How to Prove a Theorem So No One Else Can Claim It

Goldwasser, Micali, and Rackoff [GMR] define for us what it means for a theorem to have a "zero-knowledge proof." In brief, a zero-knowledge proof is an interactive probabilistic protocol that gives highly convincing (but not absolutely certain) evidence that a theorem is true and that the prover knows a proof (a "standard" proof in a given logical system), while providing not a single additional bit of information about the proof. GMR formalize this idea. We do not. Nevertheless, we hope that the reader who has not read their paper will still understand our proofs. Goldreich, Micali, and Wigderson [GMW] take another leap forward. They show that if one makes a reasonable assumption (that one-way functions exist), then it is possible to convert any standard constructive proof of any of the theorems in a large natural class of theorems into a zero-knowledge proof that the theorem is true. GMW start by considering a particular NP-complete problem: Graph 3-Colorability.

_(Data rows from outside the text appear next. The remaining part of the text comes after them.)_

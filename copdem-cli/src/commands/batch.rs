use anyhow::{bail, Context, Result};
use copdem::{Sampler, TileStore};
use indicatif::{ProgressBar, ProgressStyle};
use std::fs::File;
use std::io::{BufReader, BufWriter, Write};
use std::path::PathBuf;
use std::sync::Arc;

pub fn run(
    tiles_dir: Option<PathBuf>,
    input: PathBuf,
    output: Option<PathBuf>,
    lat_col: String,
    lon_col: String,
) -> Result<()> {
    let store = match tiles_dir {
        Some(dir) => TileStore::new(dir),
        None => TileStore::from_env().context(
            "COPDEM_TILES_DIR environment variable not set. Use --tiles-dir or set COPDEM_TILES_DIR",
        )?,
    };
    let sampler = Sampler::new(Arc::new(store));

    // Detect file format
    let extension = input
        .extension()
        .and_then(|e| e.to_str())
        .unwrap_or("")
        .to_lowercase();

    match extension.as_str() {
        "csv" => process_csv(&sampler, &input, output, &lat_col, &lon_col),
        "geojson" | "json" => process_json(&sampler, &input, output),
        _ => bail!(
            "Unsupported file format: {}. Use .csv, .json or .geojson",
            extension
        ),
    }
}

/// Add an `elevation` column to a CSV of coordinates.
fn process_csv(
    sampler: &Sampler,
    input: &PathBuf,
    output: Option<PathBuf>,
    lat_col: &str,
    lon_col: &str,
) -> Result<()> {
    let file = File::open(input).context("Failed to open input file")?;
    let mut reader = csv::Reader::from_reader(BufReader::new(file));

    // Find column indices
    let headers = reader.headers()?.clone();
    let lat_idx = headers
        .iter()
        .position(|h| h == lat_col)
        .with_context(|| format!("Column '{}' not found in CSV", lat_col))?;
    let lon_idx = headers
        .iter()
        .position(|h| h == lon_col)
        .with_context(|| format!("Column '{}' not found in CSV", lon_col))?;

    // Collect records for progress bar
    let records: Vec<_> = reader.records().collect::<Result<_, _>>()?;
    let total = records.len() as u64;

    let pb = ProgressBar::new(total);
    pb.set_style(
        ProgressStyle::default_bar()
            .template(
                "{spinner:.green} [{elapsed_precise}] [{bar:40.cyan/blue}] {pos}/{len} ({eta})",
            )?
            .progress_chars("#>-"),
    );

    // Prepare output
    let output_path = output.unwrap_or_else(|| {
        let stem = input.file_stem().unwrap_or_default().to_string_lossy();
        input.with_file_name(format!("{}_elevation.csv", stem))
    });
    let output_file = File::create(&output_path).context("Failed to create output file")?;
    let mut writer = csv::Writer::from_writer(BufWriter::new(output_file));

    // Write header
    let mut new_headers: Vec<&str> = headers.iter().collect();
    new_headers.push("elevation");
    writer.write_record(&new_headers)?;

    // Process records
    for record in records {
        let lat: f64 = record
            .get(lat_idx)
            .context("Missing latitude")?
            .parse()
            .context("Invalid latitude")?;
        let lon: f64 = record
            .get(lon_idx)
            .context("Missing longitude")?
            .parse()
            .context("Invalid longitude")?;

        let elevation = sampler
            .sample(lat, lon)
            .map(|e| format!("{:.2}", e))
            .unwrap_or_else(|| "unavailable".to_string());

        let mut new_record: Vec<&str> = record.iter().collect();
        new_record.push(&elevation);
        writer.write_record(&new_record)?;

        pb.inc(1);
    }

    pb.finish_with_message("done");
    writer.flush()?;

    println!("Output written to: {}", output_path.display());
    Ok(())
}

/// Run a JSON body (FeatureCollection, coordinate list, or track points)
/// through the augmentation pipeline.
fn process_json(sampler: &Sampler, input: &PathBuf, output: Option<PathBuf>) -> Result<()> {
    let file = File::open(input).context("Failed to open input file")?;
    let body: serde_json::Value =
        serde_json::from_reader(BufReader::new(file)).context("Failed to parse JSON")?;

    let result = copdem::augment(sampler, body).context("Failed to augment input")?;

    // Write output
    let output_path = output.unwrap_or_else(|| {
        let stem = input.file_stem().unwrap_or_default().to_string_lossy();
        input.with_file_name(format!("{}_elevation.json", stem))
    });
    let output_file = File::create(&output_path).context("Failed to create output file")?;
    let mut writer = BufWriter::new(output_file);
    serde_json::to_writer_pretty(&mut writer, &result)?;
    writer.flush()?;

    println!("Output written to: {}", output_path.display());
    Ok(())
}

Instance. A graph G. Question. Can G be "properly" 3-colored (each node colored by one of 3 given colors so that no two adjacent nodes receive the same color). GMW show that a "prover" who knows how to 3-color a particular graph G can convince a verifier that (1) G is 3-colorable, and (2) the prover knows a 3-coloring, without giving away any additional information. In particular, the prover does not give away the slightest clue how to 3-color G.